Когда Шелленберг положил трубку, гауптштурмфюрер Фёлькерсам попытался было войти в кабинет, но, опасаясь столкнуться с решительно направлявшимся к двери бригадефюрером, предусмотрительно отступил. И совершенно не удивился, когда тот прошел мимо него так, словно не заметил.
«Мюллер совсем озверел! Как старший по чину, он, конечно, может потребовать, чтобы я явился к нему в кабинет. Но задание?! — оскорбленно терзался Шелленберг духом сомнений. — С какой это стати Мюллер пытается давать мне задания? И вообще, с каких пор шеф гестапо решил, что ему позволено давать задание руководителю внешней разведки СД?!»
Адмирал проводил взглядом потянувшееся на север, в сторону Померании, звено бомбардировщиков, и мысленно перекрестился. Ничего, что каждый такой полет «коршунов люфтваффе» отдалял его от часа, когда безумие, именуемое войной, наконец-то завершится. Все-таки это были свои.
Впрочем, кто теперь у него «свои»? Похоже, что ныне он чужой для всех — бывших коллег и сегодняшних врагов; для тех, кто отмечал его чинами и регалиями в рейхе, и тех, кто, пребывая по ту сторону Ла-Манша, расценивал его восхождение всего лишь как продвижение своего платного агента…
Канарис ждал и одновременно боялся дня капитуляции, поскольку не знал, что ждет его за этой чертой запоздалого благоразумия. А еще он боялся, что фюрер и Кальтенбруннер не позволят ему дожить до капитуляции. Они не отдадут его в руки англичан или американцев, не говоря уже о русских. Конечно же, не отдадут! И не потому, что слишком уж ненавидят его, нет. На месте любого из них он тоже не позволил бы экс-шефу абвера, вместе со всеми его агентурными связями и имперскими секретами, оказаться во власти какой-либо иностранной разведки. Лучшее, что он мог сейчас предпринять, это скрыться в какой-нибудь из нейтральных стран или, в крайнем случае, затаиться где-нибудь в Альпах, в одной из глухих деревушек, под чужими документами, в глубоком подполье. Канарис прекрасно понимал, что бежать следует немедленно; тем не менее не бежал и даже не предпринимал ничего такого, что способствовало бы его бегству в будущем. Уже сейчас он вел себя как человек, давно смирившийся со своей обреченностью. Причем это было смирение человека, уставшего бороться за свою жизнь, потерявшего к ней всякий интерес.
Отставной шеф абвера в очередной раз взглянул на часы. Франк-Субмарина явно задерживался. Неспешно прохаживаясь по «каюте», словно предающийся мечтательным экскурсам в историю профессор — перед притихшей студенческой аудиторией, он неохотно и в то же время неотвратимо возвращался к тому дню, когда, после встречи с лейтенантом О’Коннелом, вынужден был отправиться в отель «Кордова».

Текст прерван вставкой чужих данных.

use bitacora_core::BitacoraError;

/// Join a collection of tasks and apply an optional request-level deadline.
///
/// This wraps `futures::future::join_all(tasks)` with `crate::core::with_request_deadline`.
/// On timeout the whole join resolves to `BitacoraError::RequestTimeout`.
pub async fn join_with_deadline<I, F, T>(
    tasks: I,
    deadline: Option<std::time::Duration>,
) -> Result<Vec<T>, BitacoraError>
where
    I: IntoIterator<Item = F>,
    F: core::future::Future<Output = T>,
{
    crate::core::with_request_deadline(deadline, futures::future::join_all(tasks)).await
}

/// Collapse a set of source errors into a single `BitacoraError`.
///
/// Rules:
/// - No errors → `InvalidArg` (nothing was attempted).
/// - Exactly one error → that error, unchanged.
/// - Else → `AllSourcesFailed(errors)`.
pub fn collapse_errors(mut errors: Vec<BitacoraError>) -> BitacoraError {
    if errors.len() > 1 {
        return BitacoraError::AllSourcesFailed(errors);
    }
    errors
        .pop()
        .unwrap_or_else(|| BitacoraError::InvalidArg("no sources were attempted".to_string()))
}
mod helpers;

use std::sync::Arc;

use bitacora::{
    Alignment, BitacoraError, DisplayMode, FetchWindow, Granularity, PeriodToken, PipelineState,
    RawSnapshot, Series, SeriesKey, SeriesSource,
};
use chrono::{Datelike, NaiveDate, Weekday};
use helpers::{IPSA, ScriptedSource, UF, USD, builder_at, d, daily, pts};

fn unused() -> Arc<dyn SeriesSource> {
    ScriptedSource::builder().build()
}

fn snapshot(today: NaiveDate, series: Vec<(SeriesKey, Vec<bitacora::Point>)>) -> RawSnapshot {
    RawSnapshot {
        window: FetchWindow::new(d(2009, 1, 1), today),
        series: series.into_iter().map(|(k, p)| (k, Series::new(p))).collect(),
        warnings: vec![],
    }
}

fn state(keys: &[SeriesKey], period: PeriodToken, mode: DisplayMode) -> PipelineState {
    PipelineState::new(keys.iter().copied(), period, mode)
}

#[test]
fn ytd_window_keeps_only_current_year() {
    let today = d(2024, 7, 15);
    let b = builder_at(today, &[(UF, unused())]).build().unwrap();
    let raw = snapshot(today, vec![(UF, daily(d(2020, 1, 1), today, 30_000.0, 1.0))]);

    let frame = b
        .run_pipeline(&raw, &state(&[UF], PeriodToken::Ytd, DisplayMode::Real))
        .unwrap();
    let uf = frame.get(UF).unwrap();
    assert_eq!(frame.cutoff, d(2024, 1, 1));
    assert_eq!(uf.real.first().unwrap().date, d(2024, 1, 1));
    assert!(uf.real.iter().all(|p| p.date >= d(2024, 1, 1)));
    assert_eq!(uf.plotted, uf.real);
}

#[test]
fn base100_and_delta_over_a_sparse_series() {
    let today = d(2024, 7, 15);
    let b = builder_at(today, &[(USD, unused())]).build().unwrap();
    let raw = snapshot(
        today,
        vec![(USD, pts(&[(d(2024, 1, 1), 50.0), (d(2024, 6, 1), 75.0)]))],
    );

    let frame = b
        .run_pipeline(&raw, &state(&[USD], PeriodToken::Ytd, DisplayMode::Base100))
        .unwrap();
    let usd = frame.get(USD).unwrap();
    let values: Vec<f64> = usd.plotted.iter().map(|p| p.value).collect();
    assert_eq!(values, vec![100.0, 150.0]);
    assert_eq!(usd.applied, DisplayMode::Base100);
    assert_eq!(usd.base, Some(50.0));

    let frame = b
        .run_pipeline(&raw, &state(&[USD], PeriodToken::Ytd, DisplayMode::DeltaPct))
        .unwrap();
    let values: Vec<f64> = frame.get(USD).unwrap().plotted.iter().map(|p| p.value).collect();
    assert_eq!(values, vec![0.0, 50.0]);
}

#[test]
fn weekend_gap_is_filled_with_friday_value() {
    let today = d(2024, 7, 15);
    let b = builder_at(today, &[(USD, unused())]).build().unwrap();
    // Friday then Monday
    let raw = snapshot(
        today,
        vec![(USD, pts(&[(d(2024, 7, 5), 940.0), (d(2024, 7, 8), 945.0)]))],
    );

    let frame = b
        .run_pipeline(&raw, &state(&[USD], PeriodToken::M1, DisplayMode::Real))
        .unwrap();
    let usd = frame.get(USD).unwrap();
    assert_eq!(usd.real.len(), 4);
    assert_eq!(usd.real.value_at(d(2024, 7, 6)), Some(940.0));
    assert_eq!(usd.real.value_at(d(2024, 7, 7)), Some(940.0));
    assert_eq!(frame.axis.len(), 4);
}

#[test]
fn window_is_applied_after_fill() {
    let today = d(2024, 7, 15);
    let b = builder_at(today, &[(USD, unused())]).build().unwrap();
    // the filled Sunday falls on the 1M cutoff; the Friday before it does not
    let raw = snapshot(
        today,
        vec![(USD, pts(&[(d(2024, 6, 14), 900.0), (d(2024, 6, 17), 910.0)]))],
    );
    let frame = b
        .run_pipeline(&raw, &state(&[USD], PeriodToken::M1, DisplayMode::Base100))
        .unwrap();
    let usd = frame.get(USD).unwrap();
    assert_eq!(frame.cutoff, d(2024, 6, 15));
    assert_eq!(usd.real.first().unwrap().date, d(2024, 6, 15));
    assert_eq!(usd.real.first().unwrap().value, 900.0);
    assert_eq!(usd.plotted.first().unwrap().value, 100.0);
}

#[test]
fn degenerate_series_falls_back_to_real_with_warning() {
    let today = d(2024, 7, 15);
    let b = builder_at(today, &[(UF, unused()), (USD, unused())])
        .build()
        .unwrap();
    let raw = snapshot(
        today,
        vec![
            (UF, pts(&[(d(2024, 3, 1), 0.0), (d(2024, 4, 1), 0.0)])),
            (USD, pts(&[(d(2024, 3, 1), 900.0), (d(2024, 4, 1), 990.0)])),
        ],
    );

    let frame = b
        .run_pipeline(&raw, &state(&[UF, USD], PeriodToken::Ytd, DisplayMode::Base100))
        .unwrap();
    let uf = frame.get(UF).unwrap();
    assert_eq!(uf.applied, DisplayMode::Real);
    assert_eq!(uf.base, None);
    assert_eq!(uf.plotted, uf.real);
    assert_eq!(frame.get(USD).unwrap().applied, DisplayMode::Base100);
    assert_eq!(
        frame.warnings,
        vec![BitacoraError::degenerate("uf")]
    );
}

#[test]
fn inactive_series_are_kept_but_hidden() {
    let today = d(2024, 7, 15);
    let b = builder_at(today, &[(UF, unused()), (USD, unused()), (IPSA, unused())])
        .build()
        .unwrap();
    let raw = snapshot(
        today,
        vec![
            (UF, pts(&[(d(2024, 3, 1), 1.0)])),
            (USD, pts(&[(d(2024, 3, 2), 2.0)])),
            (IPSA, pts(&[(d(2024, 3, 3), 3.0)])),
        ],
    );

    let frame = b
        .run_pipeline(&raw, &state(&[UF, IPSA], PeriodToken::Ytd, DisplayMode::Real))
        .unwrap();
    let keys: Vec<SeriesKey> = frame.series.iter().map(|s| s.key).collect();
    assert_eq!(keys, vec![UF, USD, IPSA]);
    let usd = frame.get(USD).unwrap();
    assert!(!usd.visible);
    assert!(usd.plotted.is_empty());
    assert_eq!(frame.axis, vec![d(2024, 3, 1), d(2024, 3, 3)]);
    assert_eq!(frame.value_at(USD, d(2024, 3, 2)), None);
}

#[test]
fn active_series_without_points_in_window_warn() {
    let today = d(2024, 7, 15);
    let b = builder_at(today, &[(UF, unused()), (USD, unused())])
        .build()
        .unwrap();
    let raw = snapshot(
        today,
        vec![
            (UF, pts(&[(d(2024, 7, 1), 37_500.0)])),
            (USD, pts(&[(d(2023, 7, 1), 800.0)])),
        ],
    );
    let frame = b
        .run_pipeline(&raw, &state(&[UF, USD], PeriodToken::M1, DisplayMode::Real))
        .unwrap();
    assert!(frame.get(USD).unwrap().real.is_empty());
    assert!(matches!(
        frame.warnings.as_slice(),
        [BitacoraError::NoDataInRange { what }] if what == "usd for 1M"
    ));
}

#[test]
fn nothing_in_window_is_an_error() {
    let today = d(2024, 7, 15);
    let b = builder_at(today, &[(UF, unused())]).build().unwrap();
    let raw = snapshot(today, vec![(UF, daily(d(2020, 1, 1), d(2020, 12, 31), 1.0, 0.0))]);

    let err = b
        .run_pipeline(&raw, &state(&[UF], PeriodToken::M1, DisplayMode::Base100))
        .unwrap_err();
    assert!(matches!(err, BitacoraError::NoDataInRange { .. }));
    assert_eq!(err.user_message(), "no overlapping data for this period");
}

#[test]
fn no_active_series_renders_an_empty_frame() {
    let today = d(2024, 7, 15);
    let b = builder_at(today, &[(UF, unused())]).build().unwrap();
    let raw = snapshot(today, vec![(UF, pts(&[(d(2024, 7, 1), 1.0)]))]);
    let frame = b
        .run_pipeline(&raw, &state(&[], PeriodToken::Ytd, DisplayMode::Real))
        .unwrap();
    assert!(frame.axis.is_empty());
    assert!(frame.is_blank());
}

#[test]
fn intersection_restricts_to_common_dates() {
    let today = d(2024, 7, 15);
    let b = builder_at(today, &[(UF, unused()), (USD, unused())])
        .alignment(Alignment::Intersection)
        .build()
        .unwrap();
    let weekly: Vec<NaiveDate> = (0..4).map(|w| d(2024, 6, 3) + chrono::Days::new(7 * w)).collect();
    let raw = snapshot(
        today,
        vec![
            (UF, daily(d(2024, 6, 1), d(2024, 7, 15), 37_000.0, 1.0)),
            (
                USD,
                weekly.iter().map(|day| bitacora::Point::new(*day, 930.0)).collect(),
            ),
        ],
    );

    let frame = b
        .run_pipeline(&raw, &state(&[UF, USD], PeriodToken::M3, DisplayMode::Real))
        .unwrap();
    assert_eq!(frame.axis, weekly);
    assert!(frame.axis.iter().all(|day| day.weekday() == Weekday::Mon));
    assert_eq!(frame.get(UF).unwrap().real.len(), 4);
}

#[test]
fn intersection_of_disjoint_series_is_an_error() {
    let today = d(2024, 7, 15);
    let b = builder_at(today, &[(UF, unused()), (USD, unused())])
        .alignment(Alignment::Intersection)
        .build()
        .unwrap();
    let raw = snapshot(
        today,
        vec![
            (UF, pts(&[(d(2024, 7, 1), 1.0)])),
            (USD, pts(&[(d(2024, 7, 2), 2.0)])),
        ],
    );
    let err = b
        .run_pipeline(&raw, &state(&[UF, USD], PeriodToken::Ytd, DisplayMode::Real))
        .unwrap_err();
    assert!(matches!(err, BitacoraError::NoDataInRange { .. }));
}

#[test]
fn monthly_granularity_aligns_daily_and_month_end_rows() {
    let today = d(2024, 7, 15);
    let b = builder_at(today, &[(UF, unused()), (IPSA, unused())])
        .alignment(Alignment::Intersection)
        .granularity(Granularity::Monthly)
        .build()
        .unwrap();
    // uf is daily; ipsa comes as month-end rows and stops in March
    let raw = snapshot(
        today,
        vec![
            (UF, daily(d(2024, 1, 1), d(2024, 6, 30), 100.0, 1.0)),
            (
                IPSA,
                pts(&[
                    (d(2024, 1, 31), 20.0),
                    (d(2024, 2, 29), 22.0),
                    (d(2024, 3, 28), 25.0),
                ]),
            ),
        ],
    );

    let frame = b
        .run_pipeline(&raw, &state(&[UF, IPSA], PeriodToken::Ytd, DisplayMode::Base100))
        .unwrap();
    assert_eq!(frame.axis, vec![d(2024, 1, 1), d(2024, 2, 1), d(2024, 3, 1)]);

    let ipsa = frame.get(IPSA).unwrap();
    let plotted: Vec<f64> = ipsa.plotted.iter().map(|p| p.value).collect();
    assert_eq!(plotted, vec![100.0, 110.0, 125.0]);

    // last daily value of each month
    let uf = frame.get(UF).unwrap();
    let real: Vec<f64> = uf.real.iter().map(|p| p.value).collect();
    assert_eq!(real, vec![130.0, 159.0, 190.0]);
    assert_eq!(uf.plotted.first().unwrap().value, 100.0);
}

#[test]
fn tooltip_reports_plotted_and_real_values() {
    let today = d(2024, 7, 15);
    let b = builder_at(today, &[(UF, unused()), (USD, unused())])
        .build()
        .unwrap();
    let raw = snapshot(
        today,
        vec![
            (UF, pts(&[(d(2024, 7, 1), 200.0), (d(2024, 7, 2), 210.0)])),
            (USD, pts(&[(d(2024, 7, 1), 50.0), (d(2024, 7, 3), 55.0)])),
        ],
    );
    let frame = b
        .run_pipeline(&raw, &state(&[UF, USD], PeriodToken::M1, DisplayMode::DeltaPct))
        .unwrap();

    let rows = frame.tooltip(d(2024, 7, 2));
    assert_eq!(rows.len(), 2);
    assert_eq!(rows[0].key, UF);
    assert!((rows[0].plotted - 5.0).abs() < 1e-9);
    assert_eq!(rows[0].real, 210.0);
    // usd was filled forward onto the 2nd
    assert_eq!(rows[1].plotted, 0.0);
    assert_eq!(frame.value_at(UF, d(2024, 7, 2)), Some(210.0));
    assert_eq!(frame.value_at(UF, d(2024, 7, 9)), None);
}

#[test]
fn pipeline_over_fetched_mock_data() {
    use bitacora_mock::MockSource;

    let today = d(2024, 7, 15);
    let b = builder_at(
        today,
        &[
            (UF, Arc::new(MockSource::new("uf")) as Arc<dyn SeriesSource>),
            (USD, Arc::new(MockSource::new("dolar")) as Arc<dyn SeriesSource>),
            (IPSA, Arc::new(MockSource::new("ech.us")) as Arc<dyn SeriesSource>),
        ],
    )
    .build()
    .unwrap();

    let raw = tokio_test::block_on(b.fetch_for(PeriodToken::Ytd)).unwrap();
    assert_eq!(raw.window, FetchWindow::new(d(2024, 1, 1), today));
    let frame = b
        .run_pipeline(&raw, &state(&[UF, USD, IPSA], PeriodToken::Ytd, DisplayMode::Base100))
        .unwrap();
    for s in frame.visible() {
        assert_eq!(s.applied, DisplayMode::Base100);
        assert_eq!(s.plotted.first().unwrap().value, 100.0);
    }
    assert!(frame.warnings.is_empty());
}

Мата Хари встретила его, лежа в низкой полуовальной кровати. Руки разбросаны, полуоголенные ноги похотливо раздвинуты, подол платья «а ля кастильская цыганка» заброшен почти на живот, и складки его сливались с изгибами небрежно сброшенного аквамаринового сари, в котором она предавалась своим «храмовым ритуальным танцам». Причем нередко зрителем ее становился один-единственный человек — Маленький Грек Канарис.
— Как же долго вы добираетесь, моряк! — проговорила она, не поднимая головы и заставляя Канариса усомниться, за того ли, кого ждала, она принимает его.
— Опять вы не в форме, — проворчал капитан-лейтенант.
— Наоборот, только теперь я по-настоящему в форме.
Миниатюрный столик с графином вина стоял по ту сторону кровати, и Мата Хари дотягивалась до него, не меняя позы, захватывая бокал грациозным движением танцовщицы.
Почувствовав, что женщина и так уже слишком пьяна, Канарис решительно обошел ее лежбище и бесцеремонно изъял бокал из цепких пальцев.
— Прекратите накачиваться, Маргарет, — сурово пожурил он своего агента. И «колониалка» вдруг восприняла его бестактность с сугубо восточной покорностью, что случалось с ней крайне редко.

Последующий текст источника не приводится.